DATA PROVIDED:

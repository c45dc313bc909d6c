use std::{
    collections::BTreeMap,
    fs,
    path::{Path, PathBuf},
};

use anyhow::{anyhow, Context, Result};
use chrono::Utc;
use itertools::Itertools;
use log::{debug, info};
use plotly::{common::Title, layout::BarMode, Bar, Layout, Plot};
use serde::Serialize;

use crate::{
    aggregator::Aggregator,
    comparison::{app_comparison, version_comparison, ComparisonSeries},
    defaults::{REPORT_DIR_NAME, REPORT_VALUE_PRECISION},
    error::BenchError,
    history::CommitSamples,
    registry::App,
    sample_store::SampleStore,
    spreadsheet::{AppSheet, SpreadsheetReporter},
};

/// One chart as embedded in the HTML report and consumed by the page's scripts.
#[derive(Debug, Clone, PartialEq, Serialize)]
pub struct PlotData {
    pub title: String,
    pub series: Vec<String>,
    pub data: Vec<PlotRow>,
}

/// The values of all series for one configuration, keyed by series label.
#[derive(Debug, Clone, PartialEq, Serialize)]
pub struct PlotRow {
    pub xlabel: String,
    #[serde(flatten)]
    pub values: BTreeMap<String, f64>,
}

#[derive(Debug, Clone, PartialEq)]
pub struct ReportDocument {
    pub commit: String,
    pub timestamp: String,
    pub plots: Vec<PlotData>,
    pub sheets: Vec<AppSheet>,
}

impl ReportDocument {
    #[must_use]
    pub fn with_sheets(mut self, sheets: Vec<AppSheet>) -> ReportDocument {
        self.sheets = sheets;
        self
    }

    pub fn plot_data_json(&self) -> Result<String> {
        // A literal "</" would end the surrounding script element early.
        Ok(serde_json::to_string(&self.plots)?.replace("</", "<\\/"))
    }
}

fn round_to_precision(value: f64) -> f64 {
    let factor = 10f64.powi(REPORT_VALUE_PRECISION as i32);
    (value * factor).round() / factor
}

fn plot_data(comparison: &ComparisonSeries) -> PlotData {
    let data = comparison
        .categories
        .iter()
        .enumerate()
        .map(|(index, category)| PlotRow {
            xlabel: category.clone(),
            values: comparison
                .series
                .iter()
                .map(|s| (s.label.clone(), round_to_precision(s.value(index))))
                .collect(),
        })
        .collect();

    PlotData {
        title: comparison.title.clone(),
        series: comparison.labels(),
        data,
    }
}

/// Assemble the report for `commit` from the given comparisons, in order.
pub fn build(comparisons: &[ComparisonSeries], commit: &str) -> ReportDocument {
    ReportDocument {
        commit: commit.to_owned(),
        timestamp: Utc::now().format("%Y-%m-%d %H:%M:%S UTC").to_string(),
        plots: comparisons.iter().map(plot_data).collect(),
        sheets: Vec::new(),
    }
}

pub trait Reporter {
    fn render(&self, document: &ReportDocument) -> Result<Vec<u8>>;
}

const DEFAULT_HTML_TEMPLATE: &str = r#"<!DOCTYPE html>
<html>
<head>
  <title>[{{COMMIT}}] Performance Comparison</title>
  <meta charset="utf-8">
  {{PLOTLY_HEAD}}
</head>
<body>
  <h1>Performance Comparison for Commit [{{COMMIT}}]</h1>
  <p>Plots generated at {{TIMESTAMP}}.</p>
{{PLOTLY_BODY}}
  <script>
    document.plotData = {{PLOT_DATA}};
  </script>
</body>
</html>
"#;

pub struct HtmlReporter;

impl HtmlReporter {
    fn bar_chart(plot_data: &PlotData) -> Plot {
        let mut plot = Plot::new();
        let categories = plot_data
            .data
            .iter()
            .map(|row| row.xlabel.clone())
            .collect_vec();

        for label in &plot_data.series {
            let values = plot_data
                .data
                .iter()
                .map(|row| row.values.get(label).copied().unwrap_or(0.0))
                .collect_vec();
            plot.add_trace(Bar::new(categories.clone(), values).name(label));
        }

        let layout = Layout::new()
            .title(Title::from(plot_data.title.as_str()))
            .bar_mode(BarMode::Group);
        plot.set_layout(layout);
        plot
    }
}

impl Reporter for HtmlReporter {
    fn render(&self, document: &ReportDocument) -> Result<Vec<u8>> {
        let plotly_body = document
            .plots
            .iter()
            .enumerate()
            .map(|(index, plot_data)| {
                Self::bar_chart(plot_data).to_inline_html(Some(format!("plot-{index}").as_str()))
            })
            .join("\n");

        let output = DEFAULT_HTML_TEMPLATE
            .replace("{{COMMIT}}", &document.commit)
            .replace("{{TIMESTAMP}}", &document.timestamp)
            .replace("{{PLOTLY_HEAD}}", &Plot::online_cdn_js())
            .replace("{{PLOTLY_BODY}}", &plotly_body)
            .replace("{{PLOT_DATA}}", &document.plot_data_json()?);

        Ok(output.into_bytes())
    }
}

struct ReporterFactory {}

impl ReporterFactory {
    fn from_file_name(path: &Path) -> Option<Box<dyn Reporter>> {
        let extension = path.extension()?.to_str()?.to_ascii_lowercase();
        match extension.as_str() {
            "html" => Some(Box::new(HtmlReporter) as Box<dyn Reporter>),
            "xml" => Some(Box::new(SpreadsheetReporter) as Box<dyn Reporter>),
            _ => None,
        }
    }
}

/// Which comparisons and spreadsheets a report contains.
#[derive(Debug, Default)]
pub struct ReportRequest<'a> {
    /// Groups of apps compared on the newest commit.
    pub app_comparisons: Vec<Vec<&'a App>>,
    /// Apps compared across all commits.
    pub version_apps: Vec<&'a App>,
    pub xml_apps: Vec<&'a App>,
}

impl<'a> ReportRequest<'a> {
    /// Every app referenced by the request, each once, in first-mention order.
    pub fn apps(&self) -> Vec<&'a App> {
        self.app_comparisons
            .iter()
            .flatten()
            .chain(self.version_apps.iter())
            .chain(self.xml_apps.iter())
            .copied()
            .unique_by(|app| app.key.clone())
            .collect()
    }
}

/// Load the stored samples of `hashes` (newest first) and write the report files.
///
/// Returns the paths written. The HTML report is always written, the spreadsheet only
/// when apps were requested for it.
pub fn report(
    store: &SampleStore,
    hashes: &[String],
    request: &ReportRequest<'_>,
    aggregator: &Aggregator,
    output_dir: Option<PathBuf>,
) -> Result<Vec<PathBuf>> {
    let newest = hashes
        .first()
        .ok_or_else(|| BenchError::NoTimedCommits(store.root().to_owned()))?;
    let apps = request.apps();

    let commits = hashes
        .iter()
        .map(|hash| CommitSamples::load(store, hash, &apps))
        .collect::<Result<Vec<_>>>()?;
    let latest = &commits[0];

    let mut comparisons = Vec::new();
    for group in &request.app_comparisons {
        comparisons.push(app_comparison(group, latest, aggregator)?);
    }
    for app in &request.version_apps {
        comparisons.push(version_comparison(app, &commits, aggregator)?);
    }
    debug!("Built {} comparisons", comparisons.len());

    let sheets = request
        .xml_apps
        .iter()
        .unique_by(|app| app.key.clone())
        .map(|app| AppSheet::new(app, latest, aggregator))
        .collect::<Result<Vec<_>>>()?;

    let document = build(&comparisons, newest).with_sheets(sheets);

    let output_dir = output_dir.unwrap_or_else(|| store.commit_dir(newest).join(REPORT_DIR_NAME));
    fs::create_dir_all(&output_dir)
        .with_context(|| format!("Failed to create {}", output_dir.display()))?;

    let mut outputs = vec![output_dir.join("report.html")];
    if !request.xml_apps.is_empty() {
        outputs.push(output_dir.join("report.xml"));
    }

    for output in &outputs {
        let reporter = ReporterFactory::from_file_name(output)
            .ok_or(anyhow!("Could not infer output format"))?;
        let bytes = reporter.render(&document)?;
        fs::write(output, bytes).with_context(|| format!("Failed to write {}", output.display()))?;
        info!("Wrote {}", output.display());
    }

    Ok(outputs)
}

WORK INSTRUCTIONS: Each line of the data is to be written out again exactly.

TASK RESPONSE:
repository c45dc313bc909d6c
use std::{
    collections::BTreeMap,
    fs,
    path::{Path, PathBuf},
};

use anyhow::{anyhow, Context, Result};
use chrono::Utc;
use itertools::Itertools;
use log::{debug, info};
use plotly::{common::Title, layout::BarMode, Bar, Layout, Plot};
use serde::Serialize;

use crate::{
    aggregator::Aggregator,
    comparison::{app_comparison, version_comparison, ComparisonSeries},
    defaults::{REPORT_DIR_NAME, REPORT_VALUE_PRECISION},
    error::BenchError,
    history::CommitSamples,
    registry::App,
    sample_store::SampleStore,
    spreadsheet::{AppSheet, SpreadsheetReporter},
};

/// One chart as embedded in the HTML report and consumed by the page's scripts.
#[derive(Debug, Clone, PartialEq, Serialize)]
pub struct PlotData {
    pub title: String,
    pub series: Vec<String>,
    pub data: Vec<PlotRow>,
}

/// The values of all series for one configuration, keyed by series label.
#[derive(Debug, Clone, PartialEq, Serialize)]
pub struct PlotRow {
    pub xlabel: String,
    #[serde(flatten)]
    pub values: BTreeMap<String, f64>,
}

#[derive(Debug, Clone, PartialEq)]
pub struct ReportDocument {
    pub commit: String,
    pub timestamp: String,
    pub plots: Vec<PlotData>,
    pub sheets: Vec<AppSheet>,
}

impl ReportDocument {
    #[must_use]
    pub fn with_sheets(mut self, sheets: Vec<AppSheet>) -> ReportDocument {
        self.sheets = sheets;
        self
    }

    pub fn plot_data_json(&self) -> Result<String> {
        // A literal "</" would end the surrounding script element early.
        Ok(serde_json::to_string(&self.plots)?.replace("</", "<\\/"))
    }
}

fn round_to_precision(value: f64) -> f64 {
    let factor = 10f64.powi(REPORT_VALUE_PRECISION as i32);
    (value * factor).round() / factor
}

fn plot_data(comparison: &ComparisonSeries) -> PlotData {
    let data = comparison
        .categories
        .iter()
        .enumerate()
        .map(|(index, category)| PlotRow {
            xlabel: category.clone(),
            values: comparison
                .series
                .iter()
                .map(|s| (s.label.clone(), round_to_precision(s.value(index))))
                .collect(),
        })
        .collect();

    PlotData {
        title: comparison.title.clone(),
        series: comparison.labels(),
        data,
    }
}

/// Assemble the report for `commit` from the given comparisons, in order.
pub fn build(comparisons: &[ComparisonSeries], commit: &str) -> ReportDocument {
    ReportDocument {
        commit: commit.to_owned(),
        timestamp: Utc::now().format("%Y-%m-%d %H:%M:%S UTC").to_string(),
        plots: comparisons.iter().map(plot_data).collect(),
        sheets: Vec::new(),
    }
}

pub trait Reporter {
    fn render(&self, document: &ReportDocument) -> Result<Vec<u8>>;
}

const DEFAULT_HTML_TEMPLATE: &str = r#"<!DOCTYPE html>
<html>
<head>
  <title>[{{COMMIT}}] Performance Comparison</title>
  <meta charset="utf-8">
  {{PLOTLY_HEAD}}
</head>
<body>
  <h1>Performance Comparison for Commit [{{COMMIT}}]</h1>
  <p>Plots generated at {{TIMESTAMP}}.</p>
{{PLOTLY_BODY}}
  <script>
    document.plotData = {{PLOT_DATA}};
  </script>
</body>
</html>
"#;

pub struct HtmlReporter;

impl HtmlReporter {
    fn bar_chart(plot_data: &PlotData) -> Plot {
        let mut plot = Plot::new();
        let categories = plot_data
            .data
            .iter()
            .map(|row| row.xlabel.clone())
            .collect_vec();

        for label in &plot_data.series {
            let values = plot_data
                .data
                .iter()
                .map(|row| row.values.get(label).copied().unwrap_or(0.0))
                .collect_vec();
            plot.add_trace(Bar::new(categories.clone(), values).name(label));
        }

        let layout = Layout::new()
            .title(Title::from(plot_data.title.as_str()))
            .bar_mode(BarMode::Group);
        plot.set_layout(layout);
        plot
    }
}

impl Reporter for HtmlReporter {
    fn render(&self, document: &ReportDocument) -> Result<Vec<u8>> {
        let plotly_body = document
            .plots
            .iter()
            .enumerate()
            .map(|(index, plot_data)| {
                Self::bar_chart(plot_data).to_inline_html(Some(format!("plot-{index}").as_str()))
            })
            .join("\n");

        let output = DEFAULT_HTML_TEMPLATE
            .replace("{{COMMIT}}", &document.commit)
            .replace("{{TIMESTAMP}}", &document.timestamp)
            .replace("{{PLOTLY_HEAD}}", &Plot::online_cdn_js())
            .replace("{{PLOTLY_BODY}}", &plotly_body)
            .replace("{{PLOT_DATA}}", &document.plot_data_json()?);

        Ok(output.into_bytes())
    }
}

struct ReporterFactory {}

impl ReporterFactory {
    fn from_file_name(path: &Path) -> Option<Box<dyn Reporter>> {
        let extension = path.extension()?.to_str()?.to_ascii_lowercase();
        match extension.as_str() {
            "html" => Some(Box::new(HtmlReporter) as Box<dyn Reporter>),
            "xml" => Some(Box::new(SpreadsheetReporter) as Box<dyn Reporter>),
            _ => None,
        }
    }
}

/// Which comparisons and spreadsheets a report contains.
#[derive(Debug, Default)]
pub struct ReportRequest<'a> {
    /// Groups of apps compared on the newest commit.
    pub app_comparisons: Vec<Vec<&'a App>>,
    /// Apps compared across all commits.
    pub version_apps: Vec<&'a App>,
    pub xml_apps: Vec<&'a App>,
}

impl<'a> ReportRequest<'a> {
    /// Every app referenced by the request, each once, in first-mention order.
    pub fn apps(&self) -> Vec<&'a App> {
        self.app_comparisons
            .iter()
            .flatten()
            .chain(self.version_apps.iter())
            .chain(self.xml_apps.iter())
            .copied()
            .unique_by(|app| app.key.clone())
            .collect()
    }
}

/// Load the stored samples of `hashes` (newest first) and write the report files.
///
/// Returns the paths written. The HTML report is always written, the spreadsheet only
/// when apps were requested for it.
pub fn report(
    store: &SampleStore,
    hashes: &[String],
    request: &ReportRequest<'_>,
    aggregator: &Aggregator,
    output_dir: Option<PathBuf>,
) -> Result<Vec<PathBuf>> {
    let newest = hashes
        .first()
        .ok_or_else(|| BenchError::NoTimedCommits(store.root().to_owned()))?;
    let apps = request.apps();

    let commits = hashes
        .iter()
        .map(|hash| CommitSamples::load(store, hash, &apps))
        .collect::<Result<Vec<_>>>()?;
    let latest = &commits[0];

    let mut comparisons = Vec::new();
    for group in &request.app_comparisons {
        comparisons.push(app_comparison(group, latest, aggregator)?);
    }
    for app in &request.version_apps {
        comparisons.push(version_comparison(app, &commits, aggregator)?);
    }
    debug!("Built {} comparisons", comparisons.len());

    let sheets = request
        .xml_apps
        .iter()
        .unique_by(|app| app.key.clone())
        .map(|app| AppSheet::new(app, latest, aggregator))
        .collect::<Result<Vec<_>>>()?;

    let document = build(&comparisons, newest).with_sheets(sheets);

    let output_dir = output_dir.unwrap_or_else(|| store.commit_dir(newest).join(REPORT_DIR_NAME));
    fs::create_dir_all(&output_dir)
        .with_context(|| format!("Failed to create {}", output_dir.display()))?;

    let mut outputs = vec![output_dir.join("report.html")];
    if !request.xml_apps.is_empty() {
        outputs.push(output_dir.join("report.xml"));
    }

    for output in &outputs {
        let reporter = ReporterFactory::from_file_name(output)
            .ok_or(anyhow!("Could not infer output format"))?;
        let bytes = reporter.render(&document)?;
        fs::write(output, bytes).with_context(|| format!("Failed to write {}", output.display()))?;
        info!("Wrote {}", output.display());
    }

    Ok(outputs)
}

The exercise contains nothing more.